Following a wet winter which gave the vineyards water reserves that would prove to be important, Bordeaux’s 2015 growing season brought a mild spring that led to an even and on-time flowering, followed by dry and warm temperatures from June through the end of August.
“We had a great winter, very cold and rainy,” said Pierre Courdurie of Château Croix de Labrie in St.-Emilion. “The spring started with sun and no frost. Flowering was perfect: It took just two days in early June, which put us 2 weeks earlier compared to 2014 and almost on the same schedule as 2010. Then July was very hot and dry, one of the hottest in more than 30 years. In August we had just the perfect rainfall which made the veraison perfect.”
The late-season rains were well-timed, delivering just enough to freshen the vines after the dry growing season, though some spots in the upper Médoc saw heavier rainfall. In most areas, dry and windy conditions came in after the rains, helping prevent any disease pressures. The harvest was completed in a normal timeframe.
“After some early September rain, we had a sunny week and were able to pick our old-vine Merlots. Quality was very satisfying and yields were normal,” said Jean-Charles Cazes, referring to his family's Château Lynch Bages in Pauillac (the family also owns and runs châteaus Cordeillan-Bages in Pauillac, Villa Bel-Air in Graves and Ormes de Pez in St.-Estèphe). “Then from Oct. 2nd through the 8th, we picked 150 acres of perfectly healthy Cabernet Sauvignon, filling 20 vats, which already show a very nice potential.”

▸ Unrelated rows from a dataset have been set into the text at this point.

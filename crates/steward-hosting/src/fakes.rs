//! In-memory hosting platform (testing only)
//!
//! `FakeHosting` satisfies [`HostingApi`] against plain maps. Mutations update
//! the stored PR state, so a second run over the same PRs sees the effects of
//! the first. Failures can be injected per PR and per mutation kind.

use std::collections::{HashMap, HashSet};
use std::sync::atomic::{AtomicUsize, Ordering};
use std::sync::{Mutex, MutexGuard};
use std::time::Duration;

use async_trait::async_trait;

use steward_core::{ExistingComment, IssuePayload, PrSnapshot, PrState, RepoRef, TaskIssue};

use crate::api::{CreatedIssue, HostingApi};
use crate::error::{HostingError, HostingResult};

/// One recorded call, e.g. `("add_labels", 7)`.
pub type Call = (String, u64);

/// Login the fake posts comments as.
pub const FAKE_STEWARD_LOGIN: &str = "steward-bot";

#[derive(Debug, Clone)]
struct FakeIssue {
    number: u64,
    title: String,
    body: String,
    labels: Vec<String>,
}

#[derive(Debug, Default)]
struct Inner {
    snapshots: HashMap<u64, PrSnapshot>,
    states: HashMap<u64, PrState>,
    failing_fetch: HashSet<u64>,
    /// Remaining injected failures per action name.
    failing_mutations: HashMap<String, u32>,
    issues: Vec<FakeIssue>,
    calls: Vec<Call>,
    next_id: u64,
}

/// In-memory [`HostingApi`].
#[derive(Debug, Default)]
pub struct FakeHosting {
    inner: Mutex<Inner>,
    fetch_delay: Option<Duration>,
    in_flight: AtomicUsize,
    max_in_flight: AtomicUsize,
}

impl FakeHosting {
    pub fn new() -> Self {
        Self::default()
    }

    fn lock(&self) -> MutexGuard<'_, Inner> {
        self.inner.lock().unwrap_or_else(|e| e.into_inner())
    }

    /// Register a PR with an empty current state.
    pub fn with_pr(self, snapshot: PrSnapshot) -> Self {
        let author = snapshot.author.clone();
        {
            let mut inner = self.lock();
            inner.states.insert(
                snapshot.id,
                PrState {
                    author,
                    steward_login: Some(FAKE_STEWARD_LOGIN.to_string()),
                    ..PrState::default()
                },
            );
            inner.snapshots.insert(snapshot.id, snapshot);
        }
        self
    }

    pub fn with_state(self, pr: u64, state: PrState) -> Self {
        self.lock().states.insert(pr, state);
        self
    }

    /// Every fetch for `pr` fails with a 500.
    pub fn with_failing_fetch(self, pr: u64) -> Self {
        self.lock().failing_fetch.insert(pr);
        self
    }

    /// The next `times` calls of `action` fail with a 422.
    pub fn with_failing_mutation(self, action: &str, times: u32) -> Self {
        self.lock()
            .failing_mutations
            .insert(action.to_string(), times);
        self
    }

    /// Add a comment by `author` to a registered PR.
    pub fn with_comment(self, pr: u64, author: &str, body: &str) -> Self {
        {
            let mut inner = self.lock();
            inner.next_id += 1;
            let comment = ExistingComment::new(inner.next_id, body).by(author);
            if let Some(state) = inner.states.get_mut(&pr) {
                state.comments.push(comment);
            }
        }
        self
    }

    pub fn with_open_issue(self, title: &str) -> Self {
        self.with_labeled_issue(title, "", &[])
    }

    pub fn with_labeled_issue(self, title: &str, body: &str, labels: &[&str]) -> Self {
        {
            let mut inner = self.lock();
            inner.next_id += 1;
            let number = 1000 + inner.next_id;
            inner.issues.push(FakeIssue {
                number,
                title: title.to_string(),
                body: body.to_string(),
                labels: labels.iter().map(|l| l.to_string()).collect(),
            });
        }
        self
    }

    /// Each snapshot fetch sleeps this long, to make overlap observable.
    pub fn with_fetch_delay(mut self, delay: Duration) -> Self {
        self.fetch_delay = Some(delay);
        self
    }

    pub fn state(&self, pr: u64) -> Option<PrState> {
        self.lock().states.get(&pr).cloned()
    }

    pub fn calls(&self) -> Vec<Call> {
        self.lock().calls.clone()
    }

    /// Calls other than fetches and listings.
    pub fn mutation_calls(&self) -> Vec<Call> {
        self.calls()
            .into_iter()
            .filter(|(name, _)| !name.starts_with("fetch_") && !name.starts_with("list_"))
            .collect()
    }

    pub fn issue_titles(&self) -> Vec<String> {
        self.lock().issues.iter().map(|i| i.title.clone()).collect()
    }

    /// Highest number of snapshot fetches observed running at once.
    pub fn max_in_flight(&self) -> usize {
        self.max_in_flight.load(Ordering::SeqCst)
    }

    fn record(&self, action: &str, pr: u64) -> HostingResult<()> {
        let mut inner = self.lock();
        inner.calls.push((action.to_string(), pr));
        if let Some(remaining) = inner.failing_mutations.get_mut(action) {
            if *remaining > 0 {
                *remaining -= 1;
                return Err(HostingError::Status {
                    status: 422,
                    url: format!("fake://{action}"),
                    body: "injected failure".to_string(),
                });
            }
        }
        Ok(())
    }

    fn fetch_guard(&self, action: &str, pr: u64) -> HostingResult<()> {
        let mut inner = self.lock();
        inner.calls.push((action.to_string(), pr));
        if inner.failing_fetch.contains(&pr) {
            return Err(HostingError::Status {
                status: 500,
                url: format!("fake://{action}/{pr}"),
                body: "injected failure".to_string(),
            });
        }
        Ok(())
    }

    fn with_pr_state<R>(&self, pr: u64, f: impl FnOnce(&mut PrState) -> R) -> HostingResult<R> {
        let mut inner = self.lock();
        let state = inner.states.get_mut(&pr).ok_or_else(|| HostingError::Status {
            status: 404,
            url: format!("fake://pulls/{pr}"),
            body: "not found".to_string(),
        })?;
        Ok(f(state))
    }
}

#[async_trait]
impl HostingApi for FakeHosting {
    async fn list_open_pull_requests(&self, _repo: &RepoRef) -> HostingResult<Vec<u64>> {
        let mut prs: Vec<u64> = self.lock().snapshots.keys().copied().collect();
        prs.sort_unstable();
        Ok(prs)
    }

    async fn fetch_snapshot(&self, _repo: &RepoRef, pr: u64) -> HostingResult<PrSnapshot> {
        let now = self.in_flight.fetch_add(1, Ordering::SeqCst) + 1;
        self.max_in_flight.fetch_max(now, Ordering::SeqCst);
        if let Some(delay) = self.fetch_delay {
            tokio::time::sleep(delay).await;
        }
        self.in_flight.fetch_sub(1, Ordering::SeqCst);

        self.fetch_guard("fetch_snapshot", pr)?;
        self.lock()
            .snapshots
            .get(&pr)
            .cloned()
            .ok_or_else(|| HostingError::Status {
                status: 404,
                url: format!("fake://pulls/{pr}"),
                body: "not found".to_string(),
            })
    }

    async fn fetch_state(&self, _repo: &RepoRef, pr: u64) -> HostingResult<PrState> {
        self.fetch_guard("fetch_state", pr)?;
        self.with_pr_state(pr, |s| s.clone())
    }

    async fn add_labels(&self, _repo: &RepoRef, pr: u64, labels: &[String]) -> HostingResult<()> {
        self.record("add_labels", pr)?;
        self.with_pr_state(pr, |s| {
            for label in labels {
                if !s.labels.contains(label) {
                    s.labels.push(label.clone());
                }
            }
        })
    }

    async fn remove_label(&self, _repo: &RepoRef, pr: u64, label: &str) -> HostingResult<()> {
        self.record("remove_label", pr)?;
        self.with_pr_state(pr, |s| s.labels.retain(|l| l != label))
    }

    async fn create_comment(&self, _repo: &RepoRef, pr: u64, body: &str) -> HostingResult<u64> {
        self.record("create_comment", pr)?;
        let id = {
            let mut inner = self.lock();
            inner.next_id += 1;
            inner.next_id
        };
        self.with_pr_state(pr, |s| {
            s.comments
                .push(ExistingComment::new(id, body).by(FAKE_STEWARD_LOGIN))
        })?;
        Ok(id)
    }

    async fn update_comment(
        &self,
        _repo: &RepoRef,
        comment_id: u64,
        body: &str,
    ) -> HostingResult<()> {
        let mut inner = self.lock();
        let pr = inner
            .states
            .iter()
            .find(|(_, s)| s.comments.iter().any(|c| c.id == comment_id))
            .map(|(pr, _)| *pr)
            .unwrap_or_default();
        drop(inner);
        self.record("update_comment", pr)?;

        inner = self.lock();
        for state in inner.states.values_mut() {
            if let Some(c) = state.comments.iter_mut().find(|c| c.id == comment_id) {
                c.body = body.to_string();
                return Ok(());
            }
        }
        Err(HostingError::Status {
            status: 404,
            url: format!("fake://comments/{comment_id}"),
            body: "not found".to_string(),
        })
    }

    async fn request_reviewers(
        &self,
        _repo: &RepoRef,
        pr: u64,
        reviewers: &[String],
    ) -> HostingResult<()> {
        self.record("request_reviewers", pr)?;
        self.with_pr_state(pr, |s| {
            for r in reviewers {
                let (list, handle) = match r.split_once('/') {
                    Some((_, slug)) => (&mut s.requested_teams, slug.to_string()),
                    None => (&mut s.requested_reviewers, r.clone()),
                };
                if !list.contains(&handle) {
                    list.push(handle);
                }
            }
        })
    }

    async fn enable_auto_merge(&self, _repo: &RepoRef, pr: u64) -> HostingResult<()> {
        self.record("enable_auto_merge", pr)?;
        self.with_pr_state(pr, |s| s.auto_merge_enabled = true)
    }

    async fn list_labeled_issues(
        &self,
        _repo: &RepoRef,
        label: &str,
    ) -> HostingResult<Vec<TaskIssue>> {
        let mut inner = self.lock();
        inner.calls.push(("list_labeled_issues".to_string(), 0));
        Ok(inner
            .issues
            .iter()
            .filter(|i| i.labels.iter().any(|l| l == label))
            .map(|i| TaskIssue {
                number: i.number,
                title: i.title.clone(),
                body: i.body.clone(),
            })
            .collect())
    }

    async fn list_open_issue_titles(&self, _repo: &RepoRef) -> HostingResult<Vec<String>> {
        self.lock().calls.push(("list_open_issues".to_string(), 0));
        Ok(self.issue_titles())
    }

    async fn create_issue(
        &self,
        repo: &RepoRef,
        payload: &IssuePayload,
    ) -> HostingResult<CreatedIssue> {
        self.record("create_issue", 0)?;
        let mut inner = self.lock();
        inner.next_id += 1;
        let number = 1000 + inner.next_id;
        inner.issues.push(FakeIssue {
            number,
            title: payload.title.clone(),
            body: payload.body.clone(),
            labels: payload.labels.clone(),
        });
        Ok(CreatedIssue {
            number,
            url: format!("https://github.com/{repo}/issues/{number}"),
        })
    }
}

Philippe Blanc, director at Château Beychevelle, reported a similar timeframe. “We started picking Merlot in St.-Julien on Sept. 22 and ended the last Cabernet Sauvignon on Oct. 8,” he said. “Qualitywise we are very satisfied, with very healthy grapes, good maturity and sugar content of Merlot ranging from 13.7 percent to 14.2 percent, and of Cabernet from 12.7 percent to 13.5 percent, which is a record high for this variety, though we are absolutely confident there is good balance and no lack of acidity whatsoever.”
Right Bank producers were similarly positive. “At this stage of fermentation, the various vats of wine are already showing rare aromatic complexity,” said Stephan von Neipperg, who owns several Right Bank properties, including Château Canon-La Gaffelière and La Mondotte in St.-Emilion. “The new wines are well-focused and fruity. They are powerful, but have a silky tannic structure.”
Dry white producers are also happy, with the season producing healthy Sauvignon Blanc grapes. “It's a great vintage for the Sauvignon Blanc,” said Jean-Christophe Mau of Château Brown in Pessac-Léognan. “A good level of acidity like 2007 and 2012, though the yield was a little less than the reds. For the Sémillon it was more complicated, as we had a little rot because of the water we had in August.”
Sweet wines look to be superb as well, with producers able to perform successive pickings in between spates of late rain that spurred waves of botrytis growth. “We finished on Oct. 21, with four tries total,” said Pierre Lurton, director at famed Sauternes estate Château d'Yquem. “The botrytis was fast and pure. It was really a classic vintage and we are very excited.”
“The botrytis attack was very homogenous on Sauvignon Blanc, Sémillon and Muscadelle,” said Aline Baly of Château Coutet in Barsac. “Initial tastings leave us all optimistic to their high quality.”
While much work remains to be done in the cellars, producers across the region are already eager to show off the young vintage next spring.